Linked to the ACX post "Declining Sperm Count: Much More Than You Wanted To Know". If in 20 years, a brief review of the evidence convinces me that the sperm count decline was substantially real, I will resolve this YES. This is true even if the decline has stopped by 2043 (ie scientists then believe it was declining now, but is no longer declining at that time).
@nsokolsky If environmental factors cause sperm counts to decline by (say) 50%, it seems unlikely that natural selection could double sperm counts in only 1–2 generations, especially since there are still ways to conceive even with a lower sperm count (e..g, by in vitro fertilization, or by having twice as much sex).
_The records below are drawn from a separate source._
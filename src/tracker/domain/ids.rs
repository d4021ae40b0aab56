//! Identifier types for tracker entities.

use serde::{Deserialize, Serialize};
use std::fmt;
use uuid::Uuid;

macro_rules! entity_id {
    ($(#[$meta:meta])* $name:ident) => {
        $(#[$meta])*
        #[derive(
            Debug, Clone, Copy, PartialEq, Eq, Hash, PartialOrd, Ord, Serialize, Deserialize,
        )]
        #[serde(transparent)]
        pub struct $name(Uuid);

        impl $name {
            /// Creates a new random identifier.
            #[must_use]
            pub fn new() -> Self {
                Self(Uuid::new_v4())
            }

            /// Creates an identifier from an existing UUID.
            #[must_use]
            pub const fn from_uuid(uuid: Uuid) -> Self {
                Self(uuid)
            }

            /// Returns the wrapped UUID.
            #[must_use]
            pub const fn into_inner(self) -> Uuid {
                self.0
            }
        }

        impl Default for $name {
            fn default() -> Self {
                Self::new()
            }
        }

        impl AsRef<Uuid> for $name {
            fn as_ref(&self) -> &Uuid {
                &self.0
            }
        }

        impl fmt::Display for $name {
            fn fmt(&self, f: &mut fmt::Formatter<'_>) -> fmt::Result {
                write!(f, "{}", self.0)
            }
        }
    };
}

entity_id!(
    /// Unique identifier of a team.
    TeamId
);
entity_id!(
    /// Unique identifier of a task type.
    TaskTypeId
);
entity_id!(
    /// Unique identifier of a project type.
    ProjectTypeId
);
entity_id!(
    /// Unique identifier of a task record.
    TaskId
);
entity_id!(
    /// Unique identifier of a project.
    ProjectId
);
entity_id!(
    /// Unique identifier of a theme.
    ThemeId
);
entity_id!(
    /// Unique identifier of a release.
    ReleaseId
);
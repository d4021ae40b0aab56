//! Project service: creation, updates, lookups and the project dependency
//! graph.

use crate::tracker::{
    domain::{NewProject, Project, ProjectFilter, ProjectId, ProjectUpdate},
    error::EngineResult,
    ports::WorkspaceStore,
};
use mockable::Clock;
use std::sync::Arc;
use tracing::{debug, info, instrument};

/// Project orchestration service.
#[derive(Clone)]
pub struct ProjectService<S, C>
where
    S: WorkspaceStore,
    C: Clock + Send + Sync,
{
    store: Arc<S>,
    clock: Arc<C>,
}

impl<S, C> ProjectService<S, C>
where
    S: WorkspaceStore,
    C: Clock + Send + Sync,
{
    /// Creates a new project service.
    #[must_use]
    pub const fn new(store: Arc<S>, clock: Arc<C>) -> Self {
        Self { store, clock }
    }

    /// Creates a project.
    ///
    /// # Errors
    ///
    /// Returns `NotFound` for a missing type or theme, or a validation
    /// failure.
    #[instrument(skip(self, request), fields(project_type = %request.project_type_id()))]
    pub async fn create_project(&self, request: NewProject) -> EngineResult<Project> {
        let clock = &*self.clock;
        let project = self
            .store
            .transact(move |catalog| catalog.create_project(request, clock))
            .await?;
        info!(project = %project.id(), "created project");
        Ok(project)
    }

    /// Applies a partial update.
    ///
    /// # Errors
    ///
    /// Returns `NotFound` or a validation failure.
    #[instrument(skip(self, update))]
    pub async fn update_project(
        &self,
        id: ProjectId,
        update: ProjectUpdate,
    ) -> EngineResult<Project> {
        let clock = &*self.clock;
        let project = self
            .store
            .transact(move |catalog| catalog.update_project(id, &update, clock))
            .await?;
        debug!(project = %id, status = %project.status(), "updated project");
        Ok(project)
    }

    /// Returns the project with `id`.
    ///
    /// # Errors
    ///
    /// Returns `NotFound` when the project does not exist.
    #[instrument(skip(self))]
    pub async fn find_project(&self, id: ProjectId) -> EngineResult<Project> {
        self.store
            .read(move |catalog| catalog.project(id).cloned())
            .await
    }

    /// Returns the projects matching `filter`, ordered by creation time.
    ///
    /// # Errors
    ///
    /// Returns a store error when the catalog cannot be read.
    #[instrument(skip(self))]
    pub async fn list_projects(&self, filter: ProjectFilter) -> EngineResult<Vec<Project>> {
        self.store
            .read(move |catalog| Ok(catalog.find_projects(&filter)))
            .await
    }

    /// Records that project `from` depends on project `to`.
    ///
    /// # Errors
    ///
    /// Returns `NotFound`, `SelfDependency`, `DuplicateEdge` or
    /// `CycleDetected`.
    #[instrument(skip(self))]
    pub async fn add_dependency(&self, from: ProjectId, to: ProjectId) -> EngineResult<()> {
        self.store
            .transact(move |catalog| catalog.add_project_dependency(from, to))
            .await?;
        info!(%from, %to, "added project dependency");
        Ok(())
    }

    /// Removes the edge `from -> to`. Removing an absent edge succeeds.
    ///
    /// # Errors
    ///
    /// Returns `NotFound` when either project does not exist.
    #[instrument(skip(self))]
    pub async fn remove_dependency(&self, from: ProjectId, to: ProjectId) -> EngineResult<()> {
        self.store
            .transact(move |catalog| catalog.remove_project_dependency(from, to))
            .await?;
        Ok(())
    }

    /// Returns the projects `id` depends on.
    ///
    /// # Errors
    ///
    /// Returns `NotFound` when the project does not exist.
    #[instrument(skip(self))]
    pub async fn dependencies(&self, id: ProjectId) -> EngineResult<Vec<Project>> {
        self.store
            .read(move |catalog| catalog.project_dependencies(id))
            .await
    }

    /// Returns the projects that depend on `id`.
    ///
    /// # Errors
    ///
    /// Returns `NotFound` when the project does not exist.
    #[instrument(skip(self))]
    pub async fn dependents(&self, id: ProjectId) -> EngineResult<Vec<Project>> {
        self.store
            .read(move |catalog| catalog.project_dependents(id))
            .await
    }
}
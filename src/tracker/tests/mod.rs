//! Unit tests for the tracker catalog, cascades and services.

mod cascade_tests;
mod service_tests;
@VoyagerRock I think the panic is not about getting someone pregnant as soon as possible. It is about the fact that a lower sperm count sometimes cannot lead to a pregnancy at all.
@VoyagerRock yeah but what I want to get someone else's wife pregnant? If we're having an illicit affair there might not be enough time for that many orgasms.
@VoyagerRock To add to @HarishGanesan's point, sperm counts fall on a distribution. It's not just a matter of needing more sperm to get pregnant. A certain concentration of sperm per insemination is probably necessary. Given the existence of some threshold below which conception is difficult or impossible, a plenary lowering of sperm counts in everybody will necessarily move some people from being above that threshold to below it.
@ML Someone in the comments of the ACX post asserted that age was the primary cause and Scott said "Everyone realizes this and has controlled for it." https://astralcodexten.substack.com/p/declining-sperm-count-much-more-than/comment/12870524
This suggests it won't count as a "substantially real" decline if the full explanation is "more people are old".